- _DATA FOR ANALYSIS_:
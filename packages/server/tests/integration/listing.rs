use chrono::{Duration, Utc};
use common::ImageStatus;

use crate::common::{TestApp, routes};

mod list {
    use super::*;

    #[tokio::test]
    async fn returns_own_confirmed_images_newest_first() {
        let app = TestApp::spawn().await;
        let (alice, token) = app.new_user();
        let (bob, _) = app.new_user();
        let t0 = Utc::now() - Duration::hours(3);

        app.insert_image(alice, "a/oldest", b"1", ImageStatus::Confirmed, t0)
            .await;
        app.insert_image(alice, "a/newest", b"2", ImageStatus::Confirmed, t0 + Duration::hours(2))
            .await;
        app.insert_image(alice, "a/middle", b"3", ImageStatus::Confirmed, t0 + Duration::hours(1))
            .await;
        app.insert_image(alice, "a/pending", b"4", ImageStatus::Pending, t0 + Duration::hours(3))
            .await;
        app.insert_image(bob, "b/theirs", b"5", ImageStatus::Confirmed, t0 + Duration::hours(4))
            .await;

        let res = app.get_with_token(routes::IMAGES, &token).await;

        assert_eq!(res.status, 200, "{}", res.text);
        let keys: Vec<&str> = res.body["data"]
            .as_array()
            .unwrap()
            .iter()
            .map(|item| item["oss_key"].as_str().unwrap())
            .collect();
        assert_eq!(keys, ["a/newest", "a/middle", "a/oldest"]);
        assert_eq!(res.body["pagination"]["total"], 3);
    }

    #[tokio::test]
    async fn items_carry_public_and_preview_urls() {
        let app = TestApp::spawn().await;
        let (user_id, token) = app.new_user();
        app.insert_image(user_id, "2024/3/5/abc", b"x", ImageStatus::Confirmed, Utc::now())
            .await;

        let res = app.get_with_token(routes::IMAGES, &token).await;

        let item = &res.body["data"][0];
        assert_eq!(item["url"], "https://pics.storage.test/2024/3/5/abc");
        assert_eq!(
            item["preview_url"],
            "https://pics.storage.test/2024/3/5/abc?w=50&h=50&mode=clip"
        );
    }

    #[tokio::test]
    async fn paginates() {
        let app = TestApp::spawn().await;
        let (user_id, token) = app.new_user();
        let t0 = Utc::now() - Duration::hours(1);
        for i in 0..3 {
            app.insert_image(
                user_id,
                &format!("k{i}"),
                format!("content {i}").as_bytes(),
                ImageStatus::Confirmed,
                t0 + Duration::minutes(i),
            )
            .await;
        }

        let first = app
            .get_with_token(&format!("{}?page=1&per_page=2", routes::IMAGES), &token)
            .await;
        assert_eq!(first.body["data"].as_array().unwrap().len(), 2);
        assert_eq!(first.body["data"][0]["oss_key"], "k2");
        assert_eq!(first.body["pagination"]["total_pages"], 2);

        let second = app
            .get_with_token(&format!("{}?page=2&per_page=2", routes::IMAGES), &token)
            .await;
        assert_eq!(second.body["data"].as_array().unwrap().len(), 1);
        assert_eq!(second.body["data"][0]["oss_key"], "k0");
    }

    #[tokio::test]
    async fn out_of_range_paging_is_clamped() {
        let app = TestApp::spawn().await;
        let (_, token) = app.new_user();

        let res = app
            .get_with_token(&format!("{}?page=0&per_page=1000", routes::IMAGES), &token)
            .await;

        assert_eq!(res.status, 200);
        assert_eq!(res.body["pagination"]["page"], 1);
        assert_eq!(res.body["pagination"]["per_page"], 100);
        assert_eq!(res.body["pagination"]["total"], 0);
    }

    #[tokio::test]
    async fn page_far_past_the_end_is_empty() {
        let app = TestApp::spawn().await;
        let (user_id, token) = app.new_user();
        app.insert_image(user_id, "k0", b"x", ImageStatus::Confirmed, Utc::now())
            .await;

        let res = app
            .get_with_token(
                &format!("{}?page={}&per_page=100", routes::IMAGES, u64::MAX),
                &token,
            )
            .await;

        assert_eq!(res.status, 200, "{}", res.text);
        assert_eq!(res.body["data"].as_array().unwrap().len(), 0);
        assert_eq!(res.body["pagination"]["page"], u64::MAX);
        assert_eq!(res.body["pagination"]["total"], 1);

        let res = app
            .get_with_token(&format!("{}?page=2&per_page=1", routes::IMAGES), &token)
            .await;
        assert_eq!(res.status, 200);
        assert_eq!(res.body["data"].as_array().unwrap().len(), 0);
    }

    #[tokio::test]
    async fn filters_by_key_prefix() {
        let app = TestApp::spawn().await;
        let (user_id, token) = app.new_user();
        let now = Utc::now();
        app.insert_image(user_id, "2024/3/5/a", b"1", ImageStatus::Confirmed, now)
            .await;
        app.insert_image(user_id, "2024/3/6/b", b"2", ImageStatus::Confirmed, now)
            .await;
        app.insert_image(user_id, "2024/4/1/c", b"3", ImageStatus::Confirmed, now)
            .await;

        let res = app
            .get_with_token(&format!("{}?prefix=2024/3/", routes::IMAGES), &token)
            .await;

        assert_eq!(res.status, 200, "{}", res.text);
        assert_eq!(res.body["pagination"]["total"], 2);
        let mut keys: Vec<&str> = res.body["data"]
            .as_array()
            .unwrap()
            .iter()
            .map(|item| item["oss_key"].as_str().unwrap())
            .collect();
        keys.sort_unstable();
        assert_eq!(keys, ["2024/3/5/a", "2024/3/6/b"]);
    }

    #[tokio::test]
    async fn prefix_with_wildcards_is_rejected() {
        let app = TestApp::spawn().await;
        let (_, token) = app.new_user();

        let res = app
            .get_with_token(&format!("{}?prefix=%25", routes::IMAGES), &token)
            .await;

        assert_eq!(res.status, 400);
        assert_eq!(res.body["code"], "VALIDATION_ERROR");
    }

    #[tokio::test]
    async fn requires_authentication() {
        let app = TestApp::spawn().await;

        let res = app.get_without_token(routes::IMAGES).await;

        assert_eq!(res.status, 401);
    }
}

mod detail {
    use super::*;

    #[tokio::test]
    async fn returns_own_image_in_any_status() {
        let app = TestApp::spawn().await;
        let (user_id, token) = app.new_user();
        let row = app
            .insert_image(user_id, "2024/3/5/p", b"x", ImageStatus::Pending, Utc::now())
            .await;

        let res = app.get_with_token(&routes::image(row.id), &token).await;

        assert_eq!(res.status, 200);
        assert_eq!(res.body["id"], row.id);
        assert_eq!(res.body["status"], "pending");
    }

    #[tokio::test]
    async fn other_users_image_is_indistinguishable_from_missing() {
        let app = TestApp::spawn().await;
        let (owner, _) = app.new_user();
        let (_, intruder) = app.new_user();
        let row = app
            .insert_image(owner, "2024/3/5/private", b"x", ImageStatus::Confirmed, Utc::now())
            .await;

        let theirs = app.get_with_token(&routes::image(row.id), &intruder).await;
        let missing = app.get_with_token(&routes::image(row.id + 100), &intruder).await;

        assert_eq!(theirs.status, 404);
        assert_eq!(missing.status, 404);
        assert_eq!(theirs.body, missing.body);
    }

    #[tokio::test]
    async fn requires_authentication() {
        let app = TestApp::spawn().await;

        let res = app.get_without_token(&routes::image(1)).await;

        assert_eq!(res.status, 401);
    }
}
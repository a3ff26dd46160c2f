mod common;
mod listing;
mod reconcile;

- _EXERCISE_: Whenever the string "pics" turns up in a line of the data, copy that line.

- _SOLUTION FOR THIS TASK_:
        assert_eq!(item["url"], "https://pics.storage.test/2024/3/5/abc");
            "https://pics.storage.test/2024/3/5/abc?w=50&h=50&mode=clip"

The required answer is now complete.